Officially 806

Removing the old shed sign Carving a recess in the old sign Recess carved for our new number New number glued in place Our plot number finally up on the shed

806, standing proud Tractor ploughing next door Our new salad bed and strawberry patch Salad and onions Brick edged strawberry patch

A carpet of pretty blue flowers Wind had broken the fence I've re-enforced the fence now New buds on the apple trees Old and new working together

Spinach and salad coming up Not much use any more Garlic's getting bushy Ladybird on my leg A surprise opening

Lucy raking in the grass seeds The grass seed's now protected from birds Onions uncovered Re-edging the bed Lucy hard at work as usual

Rusty old tank filled with rubbish Testing for leaks There's one

I finally managed to get the carved sign that I was making finished and back up on the small shed at the front of the plot. I removed the original sign board that was on the shed and carved out a recess into which I glued the smaller green sign that I’d carved out, painted and then varnished. It’s been there for a week now and it holding up relatively well, although there are some streaks in the green paint which suggest I should have been a bit more patient and applied another couple of coats of varnish.
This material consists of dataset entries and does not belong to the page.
// Embedding encoders: text in, L2-normalized fixed-dimension vector out.

#[cfg(test)]
mod tests;

pub mod hashing;
pub mod remote;

use anyhow::Result;

use crate::config::{Config, EncoderProvider};

pub use hashing::HashingEncoder;
pub use remote::RemoteEncoder;

/// Turns text into a fixed-dimension embedding vector.
///
/// Implementations must be deterministic for a given model version. Vectors
/// returned by `encode` are L2-normalized, so inner product against another
/// encoded vector is cosine similarity.
pub trait Encoder: Send {
    fn encode(&self, text: &str) -> Result<Vec<f32>>;

    #[inline]
    fn encode_batch(&self, texts: &[String]) -> Result<Vec<Vec<f32>>> {
        texts.iter().map(|text| self.encode(text)).collect()
    }

    fn dimension(&self) -> usize;

    fn model_name(&self) -> &str;
}

/// Scale `vector` to unit length in place. Zero vectors are left untouched
/// so they score 0 against everything instead of producing NaNs.
#[inline]
pub fn l2_normalize(vector: &mut [f32]) {
    let norm = vector.iter().map(|v| v * v).sum::<f32>().sqrt();
    if norm > 0.0 {
        for value in vector.iter_mut() {
            *value /= norm;
        }
    }
}

/// Construct the encoder selected by the configuration.
///
/// Remote construction performs a health check against the embedding server;
/// a failure here is fatal and callers must not fall back to a degraded
/// encoder silently.
#[inline]
pub fn build_encoder(config: &Config) -> Result<Box<dyn Encoder>> {
    match config.encoder.provider {
        EncoderProvider::Hashing => Ok(Box::new(HashingEncoder::new(
            config.encoder.dimension as usize,
        ))),
        EncoderProvider::Remote => {
            let encoder = RemoteEncoder::new(&config.encoder)?;
            encoder.health_check()?;
            Ok(Box::new(encoder))
        }
    }
}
Back to the important stuff now…I’m happy to say that the snow we had a short while back doesn’t seem to have killed off the majority of our salad crops. The spinach, Mizuna and Iceberg lettuce (Or Batavia as it is also known - A horrible set of McDonald’s TV adverts recently used this name to make whatever swill they were peddling sound a bit more credible) all came through the cold well and have sprung to life. Unfortunately the lamb’s lettuce is still nowhere to been seen, so we’ll have to replant that. It was in the same area and planted to the same depth as the other seeds, so I can only assume that Lamb’s lettuce isn’t very hardy.

The fence near the shed had been blown over by strong winds when we arrived, so I rearranged it a bit and then used some of the iron poles we have laying around to pin it securely in place. There was also a lot of weeding to be done, a lot more of that than anything else in fact. The leafy vermin seem to be thriving with the recent spells of warm weather interspersed with showers. Our biggest enemy seems to be Groundsel which is springing up absolutely everywhere on the plot. We’ve tried to make as big a dent as possible on the population before all the plants go to seed (they’re carried on the wind which is why they’re so prolific).
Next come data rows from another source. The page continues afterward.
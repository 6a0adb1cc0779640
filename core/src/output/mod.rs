use anyhow::Result;

use crate::tile::Tile;

pub use self::tile_directory::TileDirectory;

pub mod tile_directory;

/// Knows where the output of a tile is stored and whether it exists
pub trait OutputAccessor {
    /// Checks if the output of `tile` has been written
    fn exists(&self, tile: &Tile) -> Result<bool>;

    /// Returns the canonical path of the output of `tile`
    fn path_for(&self, tile: &Tile) -> String;
}
pub mod error;
pub mod formats;
pub mod index;
pub mod output;
pub mod tile;
pub mod util;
After I’d weeded the paths at the top of the plot Lucy raked over the soil and coved the area with grass seed to try and encourage that to take the place of the more intrusive weeds. We removed the chicken wire cage from over the onions (which are now big enough to fend for themselves) and place it over the newly seeded area to give the grass a chance to get going without becoming bird food. Our biggest issue will be keeping it moist enough to germinate given that the weather’s been on the hot side. We might experiment by covering it with newspaper to stop it drying out in between waterings.
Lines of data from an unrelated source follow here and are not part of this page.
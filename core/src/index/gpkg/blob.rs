//! Encoding and decoding of polygons as GeoPackage geometry blobs: a
//! `GP` header with an XY envelope followed by a WKB polygon

use geo::{BoundingRect, Coord, LineString, Polygon};
use thiserror::Error;

const MAGIC: &[u8; 2] = b"GP";
const WKB_POLYGON: u32 = 3;

/// Reasons why a geometry blob cannot be decoded
#[derive(Error, Debug, PartialEq, Eq)]
pub enum GeometryBlobError {
    #[error("geometry blob ends unexpectedly")]
    UnexpectedEnd,

    #[error("geometry blob does not start with `GP'")]
    InvalidMagic,

    #[error("unsupported geometry blob version {0}")]
    UnsupportedVersion(u8),

    #[error("invalid envelope indicator {0}")]
    InvalidEnvelope(u8),

    #[error("invalid byte order marker {0}")]
    InvalidByteOrder(u8),

    #[error("geometry blob is empty")]
    Empty,

    #[error("unsupported WKB geometry type {0}. Expected a polygon.")]
    UnsupportedGeometryType(u32),
}

/// Encodes a polygon with the given spatial reference system ID
pub fn encode(polygon: &Polygon, srs_id: i32) -> Vec<u8> {
    let mut buf = Vec::with_capacity(128);
    buf.extend_from_slice(MAGIC);
    buf.push(0); // version

    // little endian, envelope [minx, maxx, miny, maxy]
    buf.push(0b0000_0011);
    buf.extend_from_slice(&srs_id.to_le_bytes());
    if let Some(rect) = polygon.bounding_rect() {
        for v in [rect.min().x, rect.max().x, rect.min().y, rect.max().y] {
            buf.extend_from_slice(&v.to_le_bytes());
        }
    } else {
        for _ in 0..4 {
            buf.extend_from_slice(&f64::NAN.to_le_bytes());
        }
    }

    buf.push(1);
    buf.extend_from_slice(&WKB_POLYGON.to_le_bytes());
    let rings = std::iter::once(polygon.exterior()).chain(polygon.interiors());
    buf.extend_from_slice(&(1 + polygon.interiors().len() as u32).to_le_bytes());
    for ring in rings {
        buf.extend_from_slice(&(ring.0.len() as u32).to_le_bytes());
        for c in ring.coords() {
            buf.extend_from_slice(&c.x.to_le_bytes());
            buf.extend_from_slice(&c.y.to_le_bytes());
        }
    }
    buf
}

/// Decodes a polygon and returns it together with its spatial reference
/// system ID
pub fn decode(blob: &[u8]) -> Result<(Polygon, i32), GeometryBlobError> {
    let mut r = BlobReader::new(blob);

    if r.bytes(2)? != MAGIC {
        return Err(GeometryBlobError::InvalidMagic);
    }
    let version = r.u8()?;
    if version != 0 {
        return Err(GeometryBlobError::UnsupportedVersion(version));
    }

    let flags = r.u8()?;
    r.little_endian = flags & 1 == 1;
    if flags & 0b0001_0000 != 0 {
        return Err(GeometryBlobError::Empty);
    }
    let envelope_len = match (flags >> 1) & 0b111 {
        0 => 0,
        1 => 32,
        2 | 3 => 48,
        4 => 64,
        e => return Err(GeometryBlobError::InvalidEnvelope(e)),
    };
    let srs_id = r.u32()? as i32;
    r.bytes(envelope_len)?;

    r.little_endian = match r.u8()? {
        0 => false,
        1 => true,
        b => return Err(GeometryBlobError::InvalidByteOrder(b)),
    };
    let geometry_type = r.u32()?;
    let dimensions = match geometry_type {
        3 => 2,
        1003 | 2003 => 3,
        3003 => 4,
        t => return Err(GeometryBlobError::UnsupportedGeometryType(t)),
    };

    let ring_count = r.u32()?;
    let mut rings = Vec::new();
    for _ in 0..ring_count {
        let point_count = r.u32()?;
        let mut coords = Vec::new();
        for _ in 0..point_count {
            let x = r.f64()?;
            let y = r.f64()?;
            r.bytes(8 * (dimensions - 2))?;
            coords.push(Coord { x, y });
        }
        rings.push(LineString::new(coords));
    }

    let mut rings = rings.into_iter();
    let exterior = rings.next().ok_or(GeometryBlobError::Empty)?;
    Ok((Polygon::new(exterior, rings.collect()), srs_id))
}

struct BlobReader<'a> {
    data: &'a [u8],
    pos: usize,
    little_endian: bool,
}

impl<'a> BlobReader<'a> {
    fn new(data: &'a [u8]) -> Self {
        Self {
            data,
            pos: 0,
            little_endian: true,
        }
    }

    fn bytes(&mut self, len: usize) -> Result<&'a [u8], GeometryBlobError> {
        let end = self.pos + len;
        let r = self
            .data
            .get(self.pos..end)
            .ok_or(GeometryBlobError::UnexpectedEnd)?;
        self.pos = end;
        Ok(r)
    }

    fn u8(&mut self) -> Result<u8, GeometryBlobError> {
        Ok(self.bytes(1)?[0])
    }

    fn u32(&mut self) -> Result<u32, GeometryBlobError> {
        let mut b = [0u8; 4];
        b.copy_from_slice(self.bytes(4)?);
        Ok(if self.little_endian {
            u32::from_le_bytes(b)
        } else {
            u32::from_be_bytes(b)
        })
    }

    fn f64(&mut self) -> Result<f64, GeometryBlobError> {
        let mut b = [0u8; 8];
        b.copy_from_slice(self.bytes(8)?);
        Ok(if self.little_endian {
            f64::from_le_bytes(b)
        } else {
            f64::from_be_bytes(b)
        })
    }
}

#[cfg(test)]
mod tests {
    use assertor::{assert_that, EqualityAssertion};
    use geo::{coord, LineString, Polygon, Rect};
    use pretty_assertions::assert_eq;

    use super::{decode, encode, GeometryBlobError};

    #[test]
    fn header() {
        let polygon = Rect::new(coord! { x: -180.0, y: 0.0 }, coord! { x: -90.0, y: 90.0 })
            .to_polygon();
        let blob = encode(&polygon, 4326);
        assert_eq!(&blob[0..8], &[b'G', b'P', 0, 3, 0xE6, 0x10, 0, 0]);
        assert_eq!(&blob[8..16], &(-180.0f64).to_le_bytes());
        assert_eq!(&blob[16..24], &(-90.0f64).to_le_bytes());
        assert_eq!(&blob[24..32], &0.0f64.to_le_bytes());
        assert_eq!(&blob[32..40], &90.0f64.to_le_bytes());

        // WKB: byte order, type, one ring with five points
        assert_eq!(&blob[40..49], &[1, 3, 0, 0, 0, 1, 0, 0, 0]);
        assert_eq!(&blob[49..53], &[5, 0, 0, 0]);
        assert_that!(blob.len()).is_equal_to(53 + 5 * 16);
    }

    #[test]
    fn decode_encoded() {
        let polygon = Rect::new(coord! { x: 1.5, y: 2.5 }, coord! { x: 3.5, y: 4.5 }).to_polygon();
        let (decoded, srs_id) = decode(&encode(&polygon, 3857)).unwrap();
        assert_eq!(decoded, polygon);
        assert_that!(srs_id).is_equal_to(3857);
    }

    /// Blobs written by other tools may use big endian WKB, no envelope,
    /// and a Z dimension
    #[test]
    fn decode_big_endian_xyz() {
        let mut blob = vec![b'G', b'P', 0, 0b0000_0000];
        blob.extend_from_slice(&4326u32.to_be_bytes());
        blob.push(0);
        blob.extend_from_slice(&1003u32.to_be_bytes());
        blob.extend_from_slice(&1u32.to_be_bytes());
        blob.extend_from_slice(&4u32.to_be_bytes());
        for (x, y) in [(0.0f64, 0.0f64), (1.0, 0.0), (1.0, 1.0), (0.0, 0.0)] {
            blob.extend_from_slice(&x.to_be_bytes());
            blob.extend_from_slice(&y.to_be_bytes());
            blob.extend_from_slice(&7.0f64.to_be_bytes());
        }

        let (decoded, srs_id) = decode(&blob).unwrap();
        let expected = Polygon::new(
            LineString::from(vec![(0.0, 0.0), (1.0, 0.0), (1.0, 1.0), (0.0, 0.0)]),
            vec![],
        );
        assert_eq!(decoded, expected);
        assert_that!(srs_id).is_equal_to(4326);
    }

    #[test]
    fn invalid_blobs() {
        assert_eq!(decode(b"XP\0\x03"), Err(GeometryBlobError::InvalidMagic));
        assert_eq!(decode(b"GP\x01\x03"), Err(GeometryBlobError::UnsupportedVersion(1)));
        assert_eq!(decode(b"GP\0\x0B"), Err(GeometryBlobError::InvalidEnvelope(5)));
        assert_eq!(decode(b"GP\0\x13"), Err(GeometryBlobError::Empty));
        assert_eq!(decode(b"GP\0"), Err(GeometryBlobError::UnexpectedEnd));

        let polygon = Rect::new(coord! { x: 0.0, y: 0.0 }, coord! { x: 1.0, y: 1.0 }).to_polygon();
        let mut blob = encode(&polygon, 4326);
        blob[41] = 1; // WKB point
        assert_eq!(decode(&blob), Err(GeometryBlobError::UnsupportedGeometryType(1)));

        blob.truncate(60);
        blob[41] = 3;
        assert_eq!(decode(&blob), Err(GeometryBlobError::UnexpectedEnd));
    }
}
In between weeding and watering I investigated whether our empty water tank would be salvageable with a bit of hole patching. It seems that it won’t. After clearing it out and checking for large holes I took a piece of scrap hose that Old Bob had left us and siphoned some water from the full tank sitting beside it to see where it would leak from. Annoyingly it began to leak even before any water reached the level of the larger holes, meaning that the flaky, rusting interior was hiding smaller and more insidious leaks that would be difficult to find and patch. Let us know if you can think of a good use for the tank, besides being a rather heavy and inefficient sieve.

Exciting things are afoot in the potato patch! That’s right, this weekend saw the emergence of our early potatoes from their cosy beds. Lush green leaves have begun to spring up in pleasing rows along either side of the beds. We planted the rows of Arran Pilot & Kestrel potatoes around 60cm apart (the width of our beds is 1.2 meters) and left around 10 inches between potatoes (I can’t help mixing my metric and imperial, sorry). We’ve read in various books that we should pile the earth up around the shoots as they grow above ground so that only a short section is exposed. This is supposed to increase the number of potatoes per plant (due to more of the plant residing underground) as well as protecting the potatoes from diseases such as blight, to some extent.